Check each line of the listing, and copy it if it contains the word "demo".

## MATERIAL TO PROCESS
*** Begin section ***
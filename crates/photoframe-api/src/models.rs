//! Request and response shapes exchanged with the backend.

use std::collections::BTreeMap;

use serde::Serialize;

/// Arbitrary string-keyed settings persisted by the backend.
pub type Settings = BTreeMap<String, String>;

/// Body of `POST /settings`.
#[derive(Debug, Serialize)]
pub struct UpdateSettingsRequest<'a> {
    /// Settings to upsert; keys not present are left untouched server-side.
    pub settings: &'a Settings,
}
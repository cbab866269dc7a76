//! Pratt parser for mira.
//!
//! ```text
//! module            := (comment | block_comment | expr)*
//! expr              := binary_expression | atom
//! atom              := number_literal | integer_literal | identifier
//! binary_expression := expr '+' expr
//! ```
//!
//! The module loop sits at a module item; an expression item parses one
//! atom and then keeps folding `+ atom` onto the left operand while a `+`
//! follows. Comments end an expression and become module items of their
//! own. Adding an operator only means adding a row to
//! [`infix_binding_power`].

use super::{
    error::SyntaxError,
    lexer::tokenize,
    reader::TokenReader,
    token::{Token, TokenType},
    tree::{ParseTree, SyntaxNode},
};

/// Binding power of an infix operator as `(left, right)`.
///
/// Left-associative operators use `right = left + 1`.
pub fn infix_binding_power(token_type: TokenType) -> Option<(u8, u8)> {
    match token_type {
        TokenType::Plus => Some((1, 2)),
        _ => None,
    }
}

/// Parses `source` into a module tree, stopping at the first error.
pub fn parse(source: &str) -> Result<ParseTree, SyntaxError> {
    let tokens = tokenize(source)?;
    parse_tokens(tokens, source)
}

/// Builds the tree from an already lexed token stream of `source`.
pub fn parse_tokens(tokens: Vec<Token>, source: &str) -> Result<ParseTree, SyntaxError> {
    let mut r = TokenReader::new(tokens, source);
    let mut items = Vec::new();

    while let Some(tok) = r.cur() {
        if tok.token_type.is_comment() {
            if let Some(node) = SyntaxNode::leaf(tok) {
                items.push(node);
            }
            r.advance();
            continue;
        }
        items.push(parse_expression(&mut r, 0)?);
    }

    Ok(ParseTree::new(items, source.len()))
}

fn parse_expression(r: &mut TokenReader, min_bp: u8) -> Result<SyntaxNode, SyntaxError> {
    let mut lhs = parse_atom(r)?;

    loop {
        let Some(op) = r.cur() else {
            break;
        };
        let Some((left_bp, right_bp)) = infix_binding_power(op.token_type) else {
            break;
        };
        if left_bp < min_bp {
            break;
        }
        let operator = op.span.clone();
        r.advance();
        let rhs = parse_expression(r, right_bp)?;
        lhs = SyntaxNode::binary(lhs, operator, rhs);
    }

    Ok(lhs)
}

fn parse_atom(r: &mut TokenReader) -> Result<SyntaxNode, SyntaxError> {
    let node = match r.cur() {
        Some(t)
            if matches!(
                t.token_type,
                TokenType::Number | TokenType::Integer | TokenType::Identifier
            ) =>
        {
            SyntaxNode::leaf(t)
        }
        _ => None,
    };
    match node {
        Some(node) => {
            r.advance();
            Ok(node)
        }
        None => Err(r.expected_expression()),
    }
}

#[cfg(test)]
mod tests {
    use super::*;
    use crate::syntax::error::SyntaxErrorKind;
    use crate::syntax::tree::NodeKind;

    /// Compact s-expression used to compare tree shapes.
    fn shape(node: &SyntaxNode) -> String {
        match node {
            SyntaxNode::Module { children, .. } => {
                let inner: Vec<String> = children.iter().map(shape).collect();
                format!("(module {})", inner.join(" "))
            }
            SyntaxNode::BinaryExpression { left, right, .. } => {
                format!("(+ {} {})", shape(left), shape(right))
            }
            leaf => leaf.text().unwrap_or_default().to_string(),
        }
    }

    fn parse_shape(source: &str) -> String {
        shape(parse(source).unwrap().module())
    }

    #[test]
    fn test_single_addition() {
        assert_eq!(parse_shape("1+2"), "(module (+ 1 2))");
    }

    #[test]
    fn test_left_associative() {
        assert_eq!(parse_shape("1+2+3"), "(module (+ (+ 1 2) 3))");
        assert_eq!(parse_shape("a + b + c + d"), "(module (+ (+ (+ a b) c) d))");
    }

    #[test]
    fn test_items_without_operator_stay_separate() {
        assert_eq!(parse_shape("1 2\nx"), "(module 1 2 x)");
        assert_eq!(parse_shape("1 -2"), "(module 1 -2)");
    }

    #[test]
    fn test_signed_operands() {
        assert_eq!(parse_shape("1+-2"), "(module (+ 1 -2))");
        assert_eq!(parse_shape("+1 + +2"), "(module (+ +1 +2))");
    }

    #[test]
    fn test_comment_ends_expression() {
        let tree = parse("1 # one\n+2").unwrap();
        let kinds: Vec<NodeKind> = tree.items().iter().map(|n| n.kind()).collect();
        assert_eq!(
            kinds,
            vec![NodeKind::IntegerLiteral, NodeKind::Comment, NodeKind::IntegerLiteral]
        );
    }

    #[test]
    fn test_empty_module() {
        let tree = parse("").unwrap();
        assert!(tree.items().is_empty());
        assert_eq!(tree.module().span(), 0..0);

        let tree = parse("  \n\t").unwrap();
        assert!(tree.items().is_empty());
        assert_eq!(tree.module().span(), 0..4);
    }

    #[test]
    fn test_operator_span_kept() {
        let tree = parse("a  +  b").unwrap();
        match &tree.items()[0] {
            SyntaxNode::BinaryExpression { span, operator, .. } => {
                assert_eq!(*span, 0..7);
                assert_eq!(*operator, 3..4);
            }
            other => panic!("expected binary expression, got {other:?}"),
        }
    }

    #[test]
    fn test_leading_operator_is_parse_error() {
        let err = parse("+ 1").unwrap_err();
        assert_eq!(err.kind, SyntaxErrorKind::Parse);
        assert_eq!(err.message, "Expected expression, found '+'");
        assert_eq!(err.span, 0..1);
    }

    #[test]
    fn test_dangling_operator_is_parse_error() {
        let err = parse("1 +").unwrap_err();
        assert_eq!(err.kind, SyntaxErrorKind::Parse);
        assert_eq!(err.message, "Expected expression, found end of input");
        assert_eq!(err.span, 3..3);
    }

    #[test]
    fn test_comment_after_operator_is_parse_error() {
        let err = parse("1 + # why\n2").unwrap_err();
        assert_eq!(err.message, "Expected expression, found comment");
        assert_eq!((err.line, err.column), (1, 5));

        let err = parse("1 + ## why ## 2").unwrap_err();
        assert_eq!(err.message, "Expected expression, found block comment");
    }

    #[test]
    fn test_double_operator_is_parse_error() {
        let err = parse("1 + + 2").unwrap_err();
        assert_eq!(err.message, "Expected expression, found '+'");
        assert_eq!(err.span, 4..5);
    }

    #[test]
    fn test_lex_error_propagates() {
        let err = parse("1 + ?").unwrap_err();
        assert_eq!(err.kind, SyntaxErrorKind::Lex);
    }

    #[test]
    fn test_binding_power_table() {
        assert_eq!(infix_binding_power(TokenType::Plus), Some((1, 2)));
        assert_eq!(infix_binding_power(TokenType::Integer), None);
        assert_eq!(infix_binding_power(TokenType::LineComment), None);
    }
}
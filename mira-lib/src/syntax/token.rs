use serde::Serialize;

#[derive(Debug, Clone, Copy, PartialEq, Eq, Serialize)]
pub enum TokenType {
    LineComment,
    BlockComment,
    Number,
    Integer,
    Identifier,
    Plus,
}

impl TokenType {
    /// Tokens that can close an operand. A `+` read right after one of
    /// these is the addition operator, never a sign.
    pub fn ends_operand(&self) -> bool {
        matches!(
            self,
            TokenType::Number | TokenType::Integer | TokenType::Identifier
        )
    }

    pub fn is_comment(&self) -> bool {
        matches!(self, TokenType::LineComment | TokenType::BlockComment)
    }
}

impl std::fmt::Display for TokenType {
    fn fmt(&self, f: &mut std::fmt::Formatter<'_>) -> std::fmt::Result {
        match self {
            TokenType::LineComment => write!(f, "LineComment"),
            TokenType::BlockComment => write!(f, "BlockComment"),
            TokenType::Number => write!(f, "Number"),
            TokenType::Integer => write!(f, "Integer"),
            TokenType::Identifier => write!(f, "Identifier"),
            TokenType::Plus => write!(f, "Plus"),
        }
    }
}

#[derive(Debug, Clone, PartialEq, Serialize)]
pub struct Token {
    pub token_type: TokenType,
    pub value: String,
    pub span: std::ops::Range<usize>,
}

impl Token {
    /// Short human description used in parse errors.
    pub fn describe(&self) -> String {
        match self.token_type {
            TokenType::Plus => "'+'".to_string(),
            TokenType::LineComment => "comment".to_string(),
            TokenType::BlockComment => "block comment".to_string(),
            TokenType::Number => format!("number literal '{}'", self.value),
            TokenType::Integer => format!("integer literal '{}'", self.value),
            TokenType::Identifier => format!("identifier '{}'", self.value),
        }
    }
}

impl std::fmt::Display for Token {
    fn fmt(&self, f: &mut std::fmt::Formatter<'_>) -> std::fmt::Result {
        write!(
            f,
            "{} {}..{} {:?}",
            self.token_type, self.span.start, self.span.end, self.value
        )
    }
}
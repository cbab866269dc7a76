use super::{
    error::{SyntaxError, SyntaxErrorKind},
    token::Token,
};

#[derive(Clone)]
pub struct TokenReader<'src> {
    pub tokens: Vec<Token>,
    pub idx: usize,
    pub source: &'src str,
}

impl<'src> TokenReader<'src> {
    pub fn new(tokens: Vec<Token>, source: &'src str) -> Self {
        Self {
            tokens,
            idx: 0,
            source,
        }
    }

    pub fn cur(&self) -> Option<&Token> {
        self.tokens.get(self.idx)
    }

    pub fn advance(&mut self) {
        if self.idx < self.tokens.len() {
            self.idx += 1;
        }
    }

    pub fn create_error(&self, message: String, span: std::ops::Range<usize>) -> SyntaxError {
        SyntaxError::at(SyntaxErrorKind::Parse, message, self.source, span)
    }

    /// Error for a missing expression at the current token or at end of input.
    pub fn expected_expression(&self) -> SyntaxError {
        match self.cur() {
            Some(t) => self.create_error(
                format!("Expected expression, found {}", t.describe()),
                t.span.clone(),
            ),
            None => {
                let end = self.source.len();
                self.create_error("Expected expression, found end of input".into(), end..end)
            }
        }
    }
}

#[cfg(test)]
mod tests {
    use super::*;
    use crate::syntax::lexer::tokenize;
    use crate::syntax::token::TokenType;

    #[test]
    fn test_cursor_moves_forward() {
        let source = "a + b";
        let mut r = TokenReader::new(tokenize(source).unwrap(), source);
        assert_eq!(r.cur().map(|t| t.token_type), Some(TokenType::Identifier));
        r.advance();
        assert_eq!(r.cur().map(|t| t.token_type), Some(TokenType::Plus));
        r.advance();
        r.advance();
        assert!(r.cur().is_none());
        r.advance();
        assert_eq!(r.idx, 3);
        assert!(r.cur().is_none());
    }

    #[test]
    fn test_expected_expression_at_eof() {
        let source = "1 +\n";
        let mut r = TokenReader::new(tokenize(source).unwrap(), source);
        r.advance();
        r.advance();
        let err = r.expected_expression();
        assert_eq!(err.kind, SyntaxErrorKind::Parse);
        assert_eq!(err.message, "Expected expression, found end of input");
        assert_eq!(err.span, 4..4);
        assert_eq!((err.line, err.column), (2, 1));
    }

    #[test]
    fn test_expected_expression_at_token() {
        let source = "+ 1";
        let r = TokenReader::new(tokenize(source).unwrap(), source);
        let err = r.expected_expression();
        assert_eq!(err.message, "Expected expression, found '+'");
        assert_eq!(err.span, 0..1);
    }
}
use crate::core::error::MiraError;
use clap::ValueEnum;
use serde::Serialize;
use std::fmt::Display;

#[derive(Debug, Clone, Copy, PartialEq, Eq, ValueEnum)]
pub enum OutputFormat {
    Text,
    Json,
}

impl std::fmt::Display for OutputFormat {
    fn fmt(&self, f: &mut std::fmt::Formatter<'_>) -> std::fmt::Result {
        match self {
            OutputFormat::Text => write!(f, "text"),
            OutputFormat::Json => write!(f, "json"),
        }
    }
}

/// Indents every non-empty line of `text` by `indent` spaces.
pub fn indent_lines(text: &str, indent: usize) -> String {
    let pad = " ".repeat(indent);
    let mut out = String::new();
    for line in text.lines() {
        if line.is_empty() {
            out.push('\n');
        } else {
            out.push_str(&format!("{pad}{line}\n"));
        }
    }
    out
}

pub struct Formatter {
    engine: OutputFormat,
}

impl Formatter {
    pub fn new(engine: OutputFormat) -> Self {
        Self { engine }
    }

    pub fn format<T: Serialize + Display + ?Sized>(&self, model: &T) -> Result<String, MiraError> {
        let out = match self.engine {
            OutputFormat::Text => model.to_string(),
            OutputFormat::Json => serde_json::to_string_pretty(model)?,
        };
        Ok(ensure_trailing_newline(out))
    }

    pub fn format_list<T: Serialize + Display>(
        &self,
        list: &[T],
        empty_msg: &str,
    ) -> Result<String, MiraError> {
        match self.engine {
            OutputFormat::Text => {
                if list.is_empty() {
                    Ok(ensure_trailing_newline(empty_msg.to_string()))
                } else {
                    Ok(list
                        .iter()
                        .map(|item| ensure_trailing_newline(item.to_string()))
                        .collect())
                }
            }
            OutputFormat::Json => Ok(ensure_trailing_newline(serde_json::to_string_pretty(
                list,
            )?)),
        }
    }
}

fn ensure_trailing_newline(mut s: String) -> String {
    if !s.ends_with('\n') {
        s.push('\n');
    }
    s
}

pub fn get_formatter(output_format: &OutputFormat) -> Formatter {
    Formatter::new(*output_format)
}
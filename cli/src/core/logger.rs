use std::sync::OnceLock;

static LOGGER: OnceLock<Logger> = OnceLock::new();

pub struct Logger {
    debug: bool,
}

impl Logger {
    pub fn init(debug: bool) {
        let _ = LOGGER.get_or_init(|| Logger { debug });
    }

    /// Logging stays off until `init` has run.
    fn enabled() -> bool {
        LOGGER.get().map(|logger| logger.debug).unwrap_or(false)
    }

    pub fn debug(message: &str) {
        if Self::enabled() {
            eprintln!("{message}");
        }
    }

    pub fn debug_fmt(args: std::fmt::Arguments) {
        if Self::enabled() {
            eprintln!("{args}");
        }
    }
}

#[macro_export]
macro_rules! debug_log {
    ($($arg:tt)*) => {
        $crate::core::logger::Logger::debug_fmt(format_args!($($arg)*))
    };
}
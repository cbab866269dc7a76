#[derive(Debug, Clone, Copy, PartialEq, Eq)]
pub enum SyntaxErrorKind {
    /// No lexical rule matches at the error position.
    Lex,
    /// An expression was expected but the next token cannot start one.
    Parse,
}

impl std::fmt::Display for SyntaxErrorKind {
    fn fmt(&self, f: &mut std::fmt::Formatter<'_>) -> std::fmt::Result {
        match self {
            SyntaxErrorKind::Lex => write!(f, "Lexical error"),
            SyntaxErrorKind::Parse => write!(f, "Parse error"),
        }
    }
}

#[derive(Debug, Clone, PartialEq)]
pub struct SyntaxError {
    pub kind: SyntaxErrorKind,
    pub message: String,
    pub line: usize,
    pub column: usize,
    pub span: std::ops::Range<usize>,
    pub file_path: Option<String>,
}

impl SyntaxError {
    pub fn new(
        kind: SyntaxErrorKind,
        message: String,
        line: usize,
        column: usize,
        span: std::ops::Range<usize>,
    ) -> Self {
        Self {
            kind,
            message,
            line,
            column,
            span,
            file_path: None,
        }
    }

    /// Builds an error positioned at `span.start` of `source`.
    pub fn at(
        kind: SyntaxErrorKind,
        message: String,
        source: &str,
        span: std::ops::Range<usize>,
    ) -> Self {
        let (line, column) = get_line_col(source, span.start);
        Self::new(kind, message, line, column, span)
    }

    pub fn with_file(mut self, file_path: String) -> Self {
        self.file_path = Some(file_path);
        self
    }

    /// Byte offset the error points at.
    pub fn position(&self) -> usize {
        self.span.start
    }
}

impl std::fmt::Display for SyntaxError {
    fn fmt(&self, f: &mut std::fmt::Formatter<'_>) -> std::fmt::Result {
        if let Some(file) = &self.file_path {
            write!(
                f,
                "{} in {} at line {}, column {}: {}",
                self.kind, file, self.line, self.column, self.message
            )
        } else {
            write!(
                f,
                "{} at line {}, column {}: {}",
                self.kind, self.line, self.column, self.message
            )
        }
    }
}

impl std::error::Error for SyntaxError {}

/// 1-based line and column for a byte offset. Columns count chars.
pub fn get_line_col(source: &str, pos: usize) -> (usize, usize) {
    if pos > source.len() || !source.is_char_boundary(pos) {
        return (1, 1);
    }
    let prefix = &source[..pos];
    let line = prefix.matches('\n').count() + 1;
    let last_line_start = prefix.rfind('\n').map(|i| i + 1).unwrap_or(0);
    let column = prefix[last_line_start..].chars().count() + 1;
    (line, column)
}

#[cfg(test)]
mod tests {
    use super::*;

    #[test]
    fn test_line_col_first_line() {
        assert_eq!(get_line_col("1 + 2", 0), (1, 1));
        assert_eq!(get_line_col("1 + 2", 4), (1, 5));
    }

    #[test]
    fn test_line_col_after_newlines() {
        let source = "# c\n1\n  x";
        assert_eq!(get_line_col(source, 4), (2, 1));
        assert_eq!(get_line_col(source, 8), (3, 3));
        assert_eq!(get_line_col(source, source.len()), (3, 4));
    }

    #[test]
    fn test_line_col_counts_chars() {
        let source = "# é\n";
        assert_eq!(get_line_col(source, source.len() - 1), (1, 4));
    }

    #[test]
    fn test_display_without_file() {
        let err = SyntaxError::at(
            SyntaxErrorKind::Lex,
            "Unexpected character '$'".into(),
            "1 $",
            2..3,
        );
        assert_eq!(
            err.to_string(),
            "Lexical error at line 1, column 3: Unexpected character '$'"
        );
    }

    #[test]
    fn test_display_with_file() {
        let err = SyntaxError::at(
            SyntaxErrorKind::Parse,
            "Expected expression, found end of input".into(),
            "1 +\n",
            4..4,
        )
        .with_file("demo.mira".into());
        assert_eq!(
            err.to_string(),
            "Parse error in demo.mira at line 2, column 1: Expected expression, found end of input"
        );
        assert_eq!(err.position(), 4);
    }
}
*** End section ***
## ANSWER TO THIS EXERCISE
        .with_file("demo.mira".into());
            "Parse error in demo.mira at line 2, column 1: Expected expression, found end of input"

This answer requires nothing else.